Bu nedenle  birinci basamak hekim insangücünün (genel pratisyenlik) meslek eğitimi, Tababet Uzmanlık Tüzüğü'nün dışında  ayrı bir yasa ile düzenlenmelidir.

Özellikler:

1.Meslek eğitiminin müfredat programı:

Eğitimin birinci basamak sağlık hizmetlerinin gereksinimine yönelik olarak ülke sağlık sorunlarını önceleyen bir müfredat programı olmalıdır. Bu eğitime yeni başlanacak ülkeler için bir geçiş dönemi programı belirlenebilir. Geçiş dönemi eğitimi hekimlerin mesleki deneyimleri nedeniyle asıl eğitimden yalnızca süre olarak farklılık gösterebilir. Temel özellikleri açısından bir farklılığı olmamalıdır.

Halen gerek "Aile Hekimliği Uzmanlık Eğitimi" programının, gerek Sağlık Bakanlığı'nca önerilen "Aile Hekimliği Uzmanlık  Eğitimleri"nin birinci basamağa özgün bir müfredat programı bulunmamaktadır. Her üniversite ve her eğitim araştırma hastanesinde farklı programlar uygulanmaktadır.

2.Eğiticiler:

Birinci basamakta çalışan, eğitici olmaya gönüllü, meslekte deneyimli pratisyen hekimler arasından belirlenmelidir.

1986 yılından bu yana, aile hekimliği uzmanlık eğitimi ile sınırlı sayıda akdemisyen yetiştirilmiştir. Önerilen aile hekimliği uzmanlık eğitiminin üniversite ve eğitim araştırma hastanelerinde yapılacağı belirtilmektedir. Bu durumda kendi eğiticileri olmayan bir meslek eğitimi sürdürülecek demektir.

3.Eğiticilerin eğitimi:

Yukarıdaki özelliklere göre belirlenen eğitici adayları özel olarak hazırlanmış eğitici eğitimi programlarını tamamlamalıdır.

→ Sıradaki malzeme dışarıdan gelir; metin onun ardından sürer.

use classweave_core::{Const, HandleKind, Insn, Opcode, StackMapFrame, VerificationType};
use classweave_transform::{
    BootstrapSpec, ChainedCall, FieldConstantFolding, FoldTarget, Transformer,
};

use crate::fixtures::{ctx, static_method};

fn bootstrap() -> BootstrapSpec {
    BootstrapSpec {
        owner: "com/example/ConstantSupport".to_owned(),
        name: "constantFold".to_owned(),
        descriptor: "(Ljava/lang/invoke/MethodHandles$Lookup;Ljava/lang/String;\
Ljava/lang/invoke/MethodType;[Ljava/lang/invoke/MethodHandle;)Ljava/lang/invoke/CallSite;"
            .to_owned(),
    }
}

fn getstatic(owner: &str, name: &str, descriptor: &str) -> Insn {
    Insn::Field {
        op: Opcode::Getstatic,
        owner: owner.to_owned(),
        name: name.to_owned(),
        descriptor: descriptor.to_owned(),
    }
}

fn default_state_target() -> FoldTarget {
    FoldTarget {
        owner: "net/minecraft/block/Blocks".to_owned(),
        name: "REDSTONE_ORE".to_owned(),
        descriptor: "Lnet/minecraft/block/Block;".to_owned(),
        chained: Some(ChainedCall {
            name: "getDefaultState".to_owned(),
            descriptor: "()Lnet/minecraft/block/BlockState;".to_owned(),
        }),
    }
}

#[test]
fn chained_field_access_folds() {
    let mut method = static_method(
        "subject",
        "()Lnet/minecraft/block/BlockState;",
        vec![
            getstatic(
                "net/minecraft/block/Blocks",
                "REDSTONE_ORE",
                "Lnet/minecraft/block/Block;",
            ),
            Insn::Method {
                op: Opcode::Invokevirtual,
                owner: "net/minecraft/block/Block".to_owned(),
                name: "getDefaultState".to_owned(),
                descriptor: "()Lnet/minecraft/block/BlockState;".to_owned(),
                interface: false,
            },
            Insn::Simple(Opcode::Areturn),
        ],
    );

    let folding = FieldConstantFolding::new(vec![default_state_target()], bootstrap());
    assert!(folding.transform_method(&ctx(), &mut method).unwrap());

    assert_eq!(method.instructions.len(), 2);
    let Insn::InvokeDynamic(site) = &method.instructions[0] else {
        panic!("expected invokedynamic, got {:?}", method.instructions[0]);
    };
    assert_eq!(site.name, "REDSTONE_ORE");
    assert_eq!(site.descriptor, "()Lnet/minecraft/block/BlockState;");
    assert_eq!(site.bootstrap, bootstrap().handle());
    assert_eq!(site.args.len(), 2);
    let Const::MethodHandle(field) = &site.args[0] else {
        panic!("expected field accessor handle");
    };
    assert_eq!(field.kind, HandleKind::GetStatic);
    assert_eq!(field.owner, "net/minecraft/block/Blocks");
    let Const::MethodHandle(call) = &site.args[1] else {
        panic!("expected call accessor handle");
    };
    assert_eq!(call.kind, HandleKind::InvokeVirtual);
    assert_eq!(call.owner, "net/minecraft/block/Block");

    // Already folded, nothing left to match.
    assert!(!folding.transform_method(&ctx(), &mut method).unwrap());
}

#[test]
fn plain_field_access_folds_in_place() {
    let mut method = static_method(
        "subject",
        "()Ljava/lang/Object;",
        vec![
            getstatic("com/example/Config", "INSTANCE", "Ljava/lang/Object;"),
            Insn::Simple(Opcode::Areturn),
        ],
    );
    let target = FoldTarget {
        owner: "com/example/Config".to_owned(),
        name: "INSTANCE".to_owned(),
        descriptor: "Ljava/lang/Object;".to_owned(),
        chained: None,
    };
    let folding = FieldConstantFolding::new(vec![target], bootstrap());
    assert!(folding.transform_method(&ctx(), &mut method).unwrap());

    let Insn::InvokeDynamic(site) = &method.instructions[0] else {
        panic!("expected invokedynamic");
    };
    assert_eq!(site.name, "INSTANCE");
    assert_eq!(site.descriptor, "()Ljava/lang/Object;");
    assert_eq!(site.args.len(), 1);
}

#[test]
fn ambiguous_field_consumer_is_left_alone() {
    let original = vec![
        getstatic(
            "net/minecraft/block/Blocks",
            "REDSTONE_ORE",
            "Lnet/minecraft/block/Block;",
        ),
        Insn::Simple(Opcode::Dup),
        Insn::Method {
            op: Opcode::Invokevirtual,
            owner: "net/minecraft/block/Block".to_owned(),
            name: "getDefaultState".to_owned(),
            descriptor: "()Lnet/minecraft/block/BlockState;".to_owned(),
            interface: false,
        },
        Insn::Simple(Opcode::Pop),
        Insn::Simple(Opcode::Areturn),
    ];
    let mut method = static_method("subject", "()Ljava/lang/Object;", original.clone());
    let folding = FieldConstantFolding::new(vec![default_state_target()], bootstrap());
    assert!(!folding.transform_method(&ctx(), &mut method).unwrap());
    assert_eq!(method.instructions, original);
}

#[test]
fn field_feeding_another_call_is_left_alone() {
    let original = vec![
        getstatic(
            "net/minecraft/block/Blocks",
            "REDSTONE_ORE",
            "Lnet/minecraft/block/Block;",
        ),
        Insn::Method {
            op: Opcode::Invokevirtual,
            owner: "net/minecraft/block/Block".to_owned(),
            name: "hashCode".to_owned(),
            descriptor: "()I".to_owned(),
            interface: false,
        },
        Insn::Simple(Opcode::Ireturn),
    ];
    let mut method = static_method("subject", "()I", original.clone());
    let folding = FieldConstantFolding::new(vec![default_state_target()], bootstrap());
    assert!(!folding.transform_method(&ctx(), &mut method).unwrap());
    assert_eq!(method.instructions, original);
}

#[test]
fn fold_across_a_framed_label_is_left_alone() {
    let mut method = static_method("subject", "()Lnet/minecraft/block/BlockState;", Vec::new());
    let join = method.new_label();
    method.instructions = vec![
        getstatic(
            "net/minecraft/block/Blocks",
            "REDSTONE_ORE",
            "Lnet/minecraft/block/Block;",
        ),
        Insn::Jump { op: Opcode::Goto, target: join },
        Insn::Label(join),
        Insn::Method {
            op: Opcode::Invokevirtual,
            owner: "net/minecraft/block/Block".to_owned(),
            name: "getDefaultState".to_owned(),
            descriptor: "()Lnet/minecraft/block/BlockState;".to_owned(),
            interface: false,
        },
        Insn::Simple(Opcode::Areturn),
    ];
    // The frame at the join records the field's value on the stack, so
    // removing the read would leave the frame describing a vanished value.
    method.frames.push(StackMapFrame {
        at: join,
        locals: Vec::new(),
        stack: vec![VerificationType::Object(
            "net/minecraft/block/Block".to_owned(),
        )],
    });
    let original = method.instructions.clone();
    let folding = FieldConstantFolding::new(vec![default_state_target()], bootstrap());
    assert!(!folding.transform_method(&ctx(), &mut method).unwrap());
    assert_eq!(method.instructions, original);
}

#[test]
fn unlisted_field_is_left_alone() {
    let original = vec![
        getstatic("com/example/Other", "FIELD", "I"),
        Insn::Simple(Opcode::Ireturn),
    ];
    let mut method = static_method("subject", "()I", original.clone());
    let folding = FieldConstantFolding::new(vec![default_state_target()], bootstrap());
    assert!(!folding.transform_method(&ctx(), &mut method).unwrap());
    assert_eq!(method.instructions, original);
}

#[test]
fn targets_deserialize_from_config() {
    let json = r#"[
        {
            "owner": "net/minecraft/block/Blocks",
            "name": "REDSTONE_ORE",
            "descriptor": "Lnet/minecraft/block/Block;",
            "chained": { "name": "getDefaultState",
                         "descriptor": "()Lnet/minecraft/block/BlockState;" }
        },
        { "owner": "com/example/Config", "name": "INSTANCE",
          "descriptor": "Ljava/lang/Object;" }
    ]"#;
    let targets: Vec<FoldTarget> = serde_json::from_str(json).unwrap();
    assert_eq!(targets[0], default_state_target());
    assert_eq!(targets[1].chained, None);
}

Eğitici seçiminde herhangi bir kriter göz önünde bulundurulmamaktadır. Kimi yerde aile hekimi akademisyenler, kimi yerde diğer uzmanlık displinlerinden uzman/akademisyenler eğitici olabileceklerdir. 2014 Nisan TUS ile, sözleşmeli aile hekimi uzmanlık eğitimi için kadro belirleyen kurumların açıklamalarından böyle anlaşılmaktadır.

4.Eğitim ortamı:

 Birden çok hekimin grup halinde çalıştığı,

1.            Yeterli hasta başvurusuna sahip,

2.            Yeterli sayıda sağlık personeli olan (uygun ekip),

3.            Kayıtları düzenli olan,

4.            Eğitim için gerekli donanıma sahip (araç, gereç, fiziksel nitelikler) birinci basamak birimi.

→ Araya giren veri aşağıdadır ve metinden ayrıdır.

use classweave_core::{Const, Insn, Opcode, StackMapFrame};
use classweave_transform::{ConcatFolding, Transformer};

use crate::fixtures::{
    append, build_string, class_with, ctx, init_builder, ldc_str, new_builder, static_method,
};

#[test]
fn all_constant_chain_folds_to_a_literal() {
    let mut method = static_method(
        "subject",
        "()Ljava/lang/String;",
        vec![
            new_builder(),
            Insn::Simple(Opcode::Dup),
            init_builder("()V"),
            ldc_str("x"),
            append("Ljava/lang/String;"),
            Insn::PushInt { op: Opcode::Bipush, value: 42 },
            append("I"),
            Insn::Simple(Opcode::Iconst1),
            append("Z"),
            build_string(),
            Insn::Simple(Opcode::Areturn),
        ],
    );

    let changed = ConcatFolding::new()
        .transform_method(&ctx(), &mut method)
        .unwrap();
    assert!(changed);
    assert_eq!(method.instructions.len(), 2);
    let Insn::InvokeDynamic(site) = &method.instructions[0] else {
        panic!("expected invokedynamic, got {:?}", method.instructions[0]);
    };
    assert_eq!(site.descriptor, "()Ljava/lang/String;");
    assert_eq!(site.args, vec![Const::Str("x42true".to_owned())]);
    assert!(matches!(method.instructions[1], Insn::Simple(Opcode::Areturn)));
}

#[test]
fn loaded_arguments_stay_dynamic() {
    let mut method = static_method(
        "subject",
        "(IZ)Ljava/lang/String;",
        vec![
            new_builder(),
            Insn::Simple(Opcode::Dup),
            init_builder("()V"),
            ldc_str("x"),
            append("Ljava/lang/String;"),
            Insn::Local { op: Opcode::Iload, index: 0 },
            append("I"),
            Insn::Local { op: Opcode::Iload, index: 1 },
            append("Z"),
            build_string(),
            Insn::Simple(Opcode::Areturn),
        ],
    );

    assert!(ConcatFolding::new()
        .transform_method(&ctx(), &mut method)
        .unwrap());
    assert_eq!(
        method.instructions[..2],
        [
            Insn::Local { op: Opcode::Iload, index: 0 },
            Insn::Local { op: Opcode::Iload, index: 1 },
        ]
    );
    let Insn::InvokeDynamic(site) = &method.instructions[2] else {
        panic!("expected invokedynamic");
    };
    assert_eq!(site.descriptor, "(IZ)Ljava/lang/String;");
    assert_eq!(site.args, vec![Const::Str("x\u{1}\u{1}".to_owned())]);
}

#[test]
fn string_seeded_constructor_folds() {
    let mut method = static_method(
        "subject",
        "(I)Ljava/lang/String;",
        vec![
            new_builder(),
            Insn::Simple(Opcode::Dup),
            ldc_str("n="),
            init_builder("(Ljava/lang/String;)V"),
            Insn::Local { op: Opcode::Iload, index: 0 },
            append("I"),
            build_string(),
            Insn::Simple(Opcode::Areturn),
        ],
    );

    assert!(ConcatFolding::new()
        .transform_method(&ctx(), &mut method)
        .unwrap());
    let Insn::InvokeDynamic(site) = &method.instructions[1] else {
        panic!("expected invokedynamic");
    };
    assert_eq!(site.args, vec![Const::Str("n=\u{1}".to_owned())]);
}

#[test]
fn second_run_finds_nothing() {
    let mut method = static_method(
        "subject",
        "()Ljava/lang/String;",
        vec![
            new_builder(),
            Insn::Simple(Opcode::Dup),
            init_builder("()V"),
            ldc_str("x"),
            append("Ljava/lang/String;"),
            build_string(),
            Insn::Simple(Opcode::Areturn),
        ],
    );
    let folding = ConcatFolding::new();
    assert!(folding.transform_method(&ctx(), &mut method).unwrap());
    let settled = method.instructions.clone();
    assert!(!folding.transform_method(&ctx(), &mut method).unwrap());
    assert_eq!(method.instructions, settled);
}

#[test]
fn duplicated_builder_is_left_alone() {
    let original = vec![
        new_builder(),
        Insn::Simple(Opcode::Dup),
        init_builder("()V"),
        Insn::Simple(Opcode::Dup),
        ldc_str("x"),
        append("Ljava/lang/String;"),
        build_string(),
        Insn::Simple(Opcode::Pop),
        Insn::Simple(Opcode::Areturn),
    ];
    let mut method = static_method("subject", "()Ljava/lang/String;", original.clone());
    assert!(!ConcatFolding::new()
        .transform_method(&ctx(), &mut method)
        .unwrap());
    assert_eq!(method.instructions, original);
}

#[test]
fn builder_from_local_is_left_alone() {
    let original = vec![
        Insn::Local { op: Opcode::Aload, index: 0 },
        ldc_str("x"),
        append("Ljava/lang/String;"),
        build_string(),
        Insn::Simple(Opcode::Areturn),
    ];
    let mut method = static_method(
        "subject",
        "(Ljava/lang/StringBuilder;)Ljava/lang/String;",
        original.clone(),
    );
    assert!(!ConcatFolding::new()
        .transform_method(&ctx(), &mut method)
        .unwrap());
    assert_eq!(method.instructions, original);
}

#[test]
fn chain_spanning_a_framed_label_is_left_alone() {
    let mut method = static_method("subject", "()Ljava/lang/String;", Vec::new());
    let mid = method.new_label();
    method.instructions = vec![
        new_builder(),
        Insn::Simple(Opcode::Dup),
        init_builder("()V"),
        Insn::Label(mid),
        ldc_str("x"),
        append("Ljava/lang/String;"),
        build_string(),
        Insn::Simple(Opcode::Areturn),
    ];
    method.frames.push(StackMapFrame {
        at: mid,
        locals: Vec::new(),
        stack: vec![classweave_core::VerificationType::Object(
            "java/lang/StringBuilder".to_owned(),
        )],
    });
    let original = method.instructions.clone();
    assert!(!ConcatFolding::new()
        .transform_method(&ctx(), &mut method)
        .unwrap());
    assert_eq!(method.instructions, original);
}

Sağlıkta dönüşüm programı aile hekimliği uygulaması sonunda, bu özelliklere sahip bir birinci basamak birimi bulmak neredeyse olanaksızdır.

5. Eğitimin yöntemi:

Eğitim bir eğiticinin koordinatörlüğünde küçük grup dinamiğine dayalı olarak sürdürülmelidir. Mesleğin yapıldığı sağlık ortamında, hizmet / eğitim birlikteliğine dayanmalıdır.

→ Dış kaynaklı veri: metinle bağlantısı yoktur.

use classweave_core::{parse_class, write_class, Insn, Opcode};
use classweave_transform::{ClassResolver, ConcatFolding, Driver, FailurePolicy};

use crate::fixtures::{
    append, build_string, class_with, init_builder, ldc_str, new_builder, static_method,
};

fn concat_class_bytes() -> Vec<u8> {
    let method = static_method(
        "greet",
        "(I)Ljava/lang/String;",
        vec![
            new_builder(),
            Insn::Simple(Opcode::Dup),
            init_builder("()V"),
            ldc_str("n="),
            append("Ljava/lang/String;"),
            Insn::Local { op: Opcode::Iload, index: 0 },
            append("I"),
            build_string(),
            Insn::Simple(Opcode::Areturn),
        ],
    );
    write_class(&class_with(method)).unwrap()
}

struct NothingResolves;

impl ClassResolver for NothingResolves {
    fn resolve(&self, _class_name: &str) -> bool {
        false
    }
}

#[test]
fn driver_folds_concatenation_end_to_end() {
    let _ = tracing_subscriber::fmt()
        .with_max_level(tracing::Level::DEBUG)
        .try_init();
    let bytes = concat_class_bytes();
    let driver = Driver::builder()
        .register(Box::new(ConcatFolding::new()))
        .failure_policy(FailurePolicy::Fatal)
        .build();

    let out = driver
        .transform_class("Sample", "Sample", &bytes)
        .unwrap()
        .expect("concatenation should fold");
    let rewritten = parse_class(&out).unwrap();
    let body = &rewritten.methods[0].instructions;
    assert!(body.iter().any(|i| matches!(i, Insn::InvokeDynamic(_))));
    assert!(!body
        .iter()
        .any(|i| matches!(i, Insn::Type { class_name, .. } if class_name == "java/lang/StringBuilder")));
    assert_eq!(rewritten.bootstrap_methods.len(), 1);

    // Transformed output settles; a second run reports no change.
    let again = driver.transform_class("Sample", "Sample", &out).unwrap();
    assert_eq!(again, None);
}

#[test]
fn unresolvable_support_class_skips_transformer() {
    let bytes = concat_class_bytes();
    let driver = Driver::builder()
        .register(Box::new(ConcatFolding::new()))
        .resolver(std::sync::Arc::new(NothingResolves))
        .build();
    let out = driver.transform_class("Sample", "Sample", &bytes).unwrap();
    assert_eq!(out, None);
}
mod roundtrip;
//! Dataflow queries over decoded method bodies.
//!
//! Everything here is read-only and conservative: a query that cannot give
//! a provably unique answer declines, and callers treat a declined answer
//! as "do not touch this code".

pub mod effect;
pub mod flow;

pub use effect::{stack_effect, StackEffect};
pub use flow::{Consumers, InsnFlow};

Genel pratisyenlik eğitiminin önemli bölümü (2/3'ü), üçüncü basamak sağlık kuruluşlarında değil, kendi ortamında, kendi eğiticisinin koordinatörlüğünde sürmesi gerekirken, hekimler 18 ay boyunca çalışma ortamlarından ayrılmaya zorlanmaktadır. Kalan 54 ayın eğitim ASM de  eğitici aile hekimi yanında mı, hekimin kendi biriminde uzaktan eğitimle mi geçeceği belirsizdir.

6. Eğitimin süresi:

Ülkeden ülkeye değişmekle birlikte, asıl eğitimin süresi en az  üç yıl olmaktadır. Geçiş dönemi eğitimi ise, bir yıldan daha az olmamalıdır.

Geçiş dönemi meslek eğitimi olarak öngörülen sözleşmeli aile hekimlerinin uzmanlık eğitimi 6 yıla yayılmıştır. Birinci basamak hekimlerinin meslek deneyimlerini göz önüne almayan bu denli uzun bir geçiş dönemi eğitimi kabul edilemez. Dünyada örneği de yoktur.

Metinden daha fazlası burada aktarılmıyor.